Sunday, July 04, 2010

Unholy Water

You might remember my particularly glowing review of reporter-turned-novelist Michael Koryta’s Envy the Night, which won the Los Angeles Times Book Prize for Best Mystery in 2008. “You can’t always tell a book by its cover blurbs,” I wrote back then, “but the ones decorating Envy the Night bear the crystal ring of truth and admiration. Michael Connelly and George Pelecanos are not often generous to a fault, but their recommendations of Koryta’s first standalone thriller--after three books in his excellent series about Cleveland private eye Lincoln Perry--might just make you rush out to obtain it, and then lock yourself in a room until you finish reading the thing.”

Koryta’s Perry books were splendid slices of Midwestern noir. And having just finished reading his new non-series novel, So Cold the River (Little, Brown), I’m aglow once more with admiration for this young author.

Koryta has ventured into Stephen King territory this time out, and seems to have been heavily influenced by The Shining.
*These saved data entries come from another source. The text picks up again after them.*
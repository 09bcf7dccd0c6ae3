use std::cmp::Ordering;
use std::fmt;

use serde::{Deserialize, Serialize};

#[derive(Debug, Clone, Copy, PartialEq, Eq, Hash, PartialOrd, Ord, Serialize, Deserialize)]
pub struct ChapterId(pub i64);

impl fmt::Display for ChapterId {
    fn fmt(&self, f: &mut fmt::Formatter<'_>) -> fmt::Result {
        write!(f, "{}", self.0)
    }
}

#[derive(Debug, Clone, Copy, PartialEq, Eq, Hash, Serialize, Deserialize)]
pub struct ItemId(pub i64);

#[derive(Debug, Clone, Copy, PartialEq, Eq, Hash, Default, Serialize, Deserialize)]
pub enum DownloadStatus {
    #[default]
    NotDownloaded,
    Queued,
    Downloading,
    Downloaded,
    Error,
}

impl DownloadStatus {
    pub fn is_downloaded(self) -> bool {
        matches!(self, DownloadStatus::Downloaded)
    }

    pub fn as_i64(self) -> i64 {
        match self {
            DownloadStatus::NotDownloaded => 0,
            DownloadStatus::Queued => 1,
            DownloadStatus::Downloading => 2,
            DownloadStatus::Downloaded => 3,
            DownloadStatus::Error => 4,
        }
    }

    pub fn from_i64(value: i64) -> Self {
        match value {
            1 => DownloadStatus::Queued,
            2 => DownloadStatus::Downloading,
            3 => DownloadStatus::Downloaded,
            4 => DownloadStatus::Error,
            _ => DownloadStatus::NotDownloaded,
        }
    }

    pub fn label(self) -> &'static str {
        match self {
            DownloadStatus::NotDownloaded => "",
            DownloadStatus::Queued => "queued",
            DownloadStatus::Downloading => "downloading",
            DownloadStatus::Downloaded => "downloaded",
            DownloadStatus::Error => "error",
        }
    }
}

#[derive(Debug, Clone, PartialEq, Serialize, Deserialize)]
pub struct ChapterRecord {
    pub id: ChapterId,
    pub source_order: i32,
    pub chapter_number: f32,
    pub name: String,
    pub read: bool,
    pub bookmark: bool,
    #[serde(default)]
    pub download: DownloadStatus,
    #[serde(default)]
    pub date_upload: i64,
    #[serde(default)]
    pub last_page_read: i32,
}

impl ChapterRecord {
    pub fn new(id: i64, name: impl Into<String>, source_order: i32) -> Self {
        Self {
            id: ChapterId(id),
            source_order,
            chapter_number: -1.0,
            name: name.into(),
            read: false,
            bookmark: false,
            download: DownloadStatus::NotDownloaded,
            date_upload: 0,
            last_page_read: 0,
        }
    }

    pub fn is_downloaded(&self) -> bool {
        self.download.is_downloaded()
    }
}

#[derive(Debug, Clone, Default, PartialEq)]
pub struct ChapterList {
    records: Vec<ChapterRecord>,
}

impl ChapterList {
    pub fn new(records: Vec<ChapterRecord>) -> Self {
        Self { records }
    }

    pub fn len(&self) -> usize {
        self.records.len()
    }

    pub fn is_empty(&self) -> bool {
        self.records.is_empty()
    }

    pub fn get(&self, index: usize) -> Option<&ChapterRecord> {
        self.records.get(index)
    }

    pub fn position(&self, id: ChapterId) -> Option<usize> {
        self.records.iter().position(|record| record.id == id)
    }

    pub fn find(&self, id: ChapterId) -> Option<&ChapterRecord> {
        self.records.iter().find(|record| record.id == id)
    }

    pub fn contains(&self, id: ChapterId) -> bool {
        self.position(id).is_some()
    }

    pub fn ids(&self) -> impl Iterator<Item = ChapterId> + '_ {
        self.records.iter().map(|record| record.id)
    }

    pub fn iter(&self) -> std::slice::Iter<'_, ChapterRecord> {
        self.records.iter()
    }

    pub fn records(&self) -> &[ChapterRecord] {
        &self.records
    }
}

#[derive(Debug, Clone, Copy, PartialEq, Eq, Default, Serialize, Deserialize)]
pub enum SortMode {
    #[default]
    Source,
    Number,
    UploadDate,
}

impl SortMode {
    pub fn as_i64(self) -> i64 {
        match self {
            SortMode::Source => 0,
            SortMode::Number => 1,
            SortMode::UploadDate => 2,
        }
    }

    pub fn from_i64(value: i64) -> Self {
        match value {
            1 => SortMode::Number,
            2 => SortMode::UploadDate,
            _ => SortMode::Source,
        }
    }

    pub fn next(self) -> Self {
        match self {
            SortMode::Source => SortMode::Number,
            SortMode::Number => SortMode::UploadDate,
            SortMode::UploadDate => SortMode::Source,
        }
    }

    pub fn label(self) -> &'static str {
        match self {
            SortMode::Source => "source",
            SortMode::Number => "number",
            SortMode::UploadDate => "upload date",
        }
    }
}

#[derive(Debug, Clone, Copy, PartialEq, Eq, Default, Serialize, Deserialize)]
pub enum DisplayMode {
    #[default]
    Name,
    Number,
}

impl DisplayMode {
    pub fn as_i64(self) -> i64 {
        match self {
            DisplayMode::Name => 0,
            DisplayMode::Number => 1,
        }
    }

    pub fn from_i64(value: i64) -> Self {
        if value == 1 {
            DisplayMode::Number
        } else {
            DisplayMode::Name
        }
    }
}

#[derive(Debug, Clone, Copy, PartialEq, Eq, Default, Serialize, Deserialize)]
pub struct ChapterFilters {
    pub read: bool,
    pub unread: bool,
    pub downloaded: bool,
    pub bookmarked: bool,
}

impl ChapterFilters {
    pub fn is_active(&self) -> bool {
        self.read || self.unread || self.downloaded || self.bookmarked
    }

    pub fn clear(&mut self) {
        *self = Self::default();
    }

    pub fn matches(&self, record: &ChapterRecord) -> bool {
        if self.read && !record.read {
            return false;
        }
        if self.unread && record.read {
            return false;
        }
        if self.downloaded && !record.is_downloaded() {
            return false;
        }
        if self.bookmarked && !record.bookmark {
            return false;
        }
        true
    }

    pub fn apply(&self, records: &[ChapterRecord]) -> Vec<ChapterRecord> {
        records
            .iter()
            .filter(|record| self.matches(record))
            .cloned()
            .collect()
    }
}

#[derive(Debug, Clone, PartialEq, Serialize, Deserialize)]
pub struct Item {
    pub id: ItemId,
    pub title: String,
    pub source_id: i64,
    pub favorite: bool,
    pub initialized: bool,
    pub sorting: SortMode,
    pub sort_descending: bool,
    pub display_mode: DisplayMode,
    pub filters: ChapterFilters,
}

impl Item {
    pub fn new(id: i64, title: impl Into<String>, source_id: i64) -> Self {
        Self {
            id: ItemId(id),
            title: title.into(),
            source_id,
            favorite: false,
            initialized: false,
            sorting: SortMode::Source,
            sort_descending: true,
            display_mode: DisplayMode::Name,
            filters: ChapterFilters::default(),
        }
    }

    pub fn visible_chapters(&self, all: &[ChapterRecord], force_downloaded: bool) -> ChapterList {
        let mut filters = self.filters;
        if force_downloaded {
            filters.downloaded = true;
        }
        let mut visible = filters.apply(all);
        let descending = self.sort_descending;
        visible.sort_by(|a, b| {
            let ord = match self.sorting {
                // Source order 0 is the newest chapter.
                SortMode::Source => b.source_order.cmp(&a.source_order),
                SortMode::Number => a
                    .chapter_number
                    .partial_cmp(&b.chapter_number)
                    .unwrap_or(Ordering::Equal),
                SortMode::UploadDate => a.date_upload.cmp(&b.date_upload),
            };
            if descending {
                ord.reverse()
            } else {
                ord
            }
        });
        ChapterList::new(visible)
    }
}

#[derive(Debug, Clone, PartialEq, Eq, Serialize, Deserialize)]
pub struct Category {
    pub id: i64,
    pub name: String,
    pub order: i64,
}

#[cfg(test)]
mod tests {
    use super::*;

    fn chapter(id: i64, order: i32, number: f32) -> ChapterRecord {
        let mut record = ChapterRecord::new(id, format!("Ch. {number}"), order);
        record.chapter_number = number;
        record
    }

    #[test]
    fn source_sort_descending_puts_newest_first() {
        let item = Item::new(1, "Item", 1);
        let all = vec![chapter(10, 2, 1.0), chapter(11, 0, 3.0), chapter(12, 1, 2.0)];
        let visible = item.visible_chapters(&all, false);
        let ids: Vec<i64> = visible.ids().map(|id| id.0).collect();
        assert_eq!(ids, vec![11, 12, 10]);
    }

    #[test]
    fn number_sort_ascending() {
        let mut item = Item::new(1, "Item", 1);
        item.sorting = SortMode::Number;
        item.sort_descending = false;
        let all = vec![chapter(10, 2, 3.0), chapter(11, 0, 1.0), chapter(12, 1, 2.0)];
        let visible = item.visible_chapters(&all, false);
        let ids: Vec<i64> = visible.ids().map(|id| id.0).collect();
        assert_eq!(ids, vec![11, 12, 10]);
    }

    #[test]
    fn forced_downloaded_filter_hides_remote_chapters() {
        let item = Item::new(1, "Item", 1);
        let mut downloaded = chapter(10, 0, 1.0);
        downloaded.download = DownloadStatus::Downloaded;
        let all = vec![downloaded, chapter(11, 1, 2.0)];
        let visible = item.visible_chapters(&all, true);
        assert_eq!(visible.len(), 1);
        assert_eq!(visible.get(0).map(|r| r.id), Some(ChapterId(10)));
    }

    #[test]
    fn unread_filter() {
        let mut filters = ChapterFilters::default();
        filters.unread = true;
        let mut read = chapter(1, 0, 1.0);
        read.read = true;
        assert!(!filters.matches(&read));
        assert!(filters.matches(&chapter(2, 1, 2.0)));
        assert!(filters.is_active());
        filters.clear();
        assert!(!filters.is_active());
    }
}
But his book is an homage, not a rip-off. Cinematographer Eric Shaw is back home in Chicago after a disappointing stint in Hollywood, now making ends meet by shooting videos of weddings and parties. But a rich client offers him $20,000 to travel to the resort town of West Baden, Indiana (just down the road from Larry Byrd’s hometown of French Lick), the childhood home of her dying father-in-law, Campbell Bradford, and shoot a video history of his life. She gives Shaw an old bottle of Pluto Water, the once-famous mineral water of West Baden. The bottle is mysteriously cold and smells almost too bad to drink. But Shaw--obviously forgetting the Alice in Wonderland message “Drink Me,” which meant just the opposite--takes a swig, and his troubles begin: headaches, weird visions from some forgotten past, the whole ball of wacko characters and events that make him start to doubt his sanity. A sudden flurry of leaves stirred by the wind changes into the roar of a train and then to the haunting chords of a violin. And, like The Shining, So Cold the River offers a wonderful old hotel as its centerpiece.
“So cold,” says the dying old man to Eric on their first meeting.

“What was?”

“The river.”

“What river are we talking about?”

Eric was staring into the man’s face and unable to believe that any drama school on earth had ever produced a talent like this. He wasn’t acting. He was lost in some frozen memory. One that terrified him.
Toward the end of the book, an old weather watcher named Anne McKinney tells Shaw, “You’re too worried about figuring out what you can believe about all off this, and then figuring out how to control it. That’s how most people approach their lives. Way I feel, though, after a lot of years of living? Not much of what matters in the world is under your control. ... So stop trying to control this, and start listening to what it’s telling you.”

Excellent advice, in an equally excellent work tinged with supernatural elements. And judging by a preview of his next book, The Cypress House, which was included in my Kindle version of So Cold the River, Koryta has only begun to experiment with ghost stories.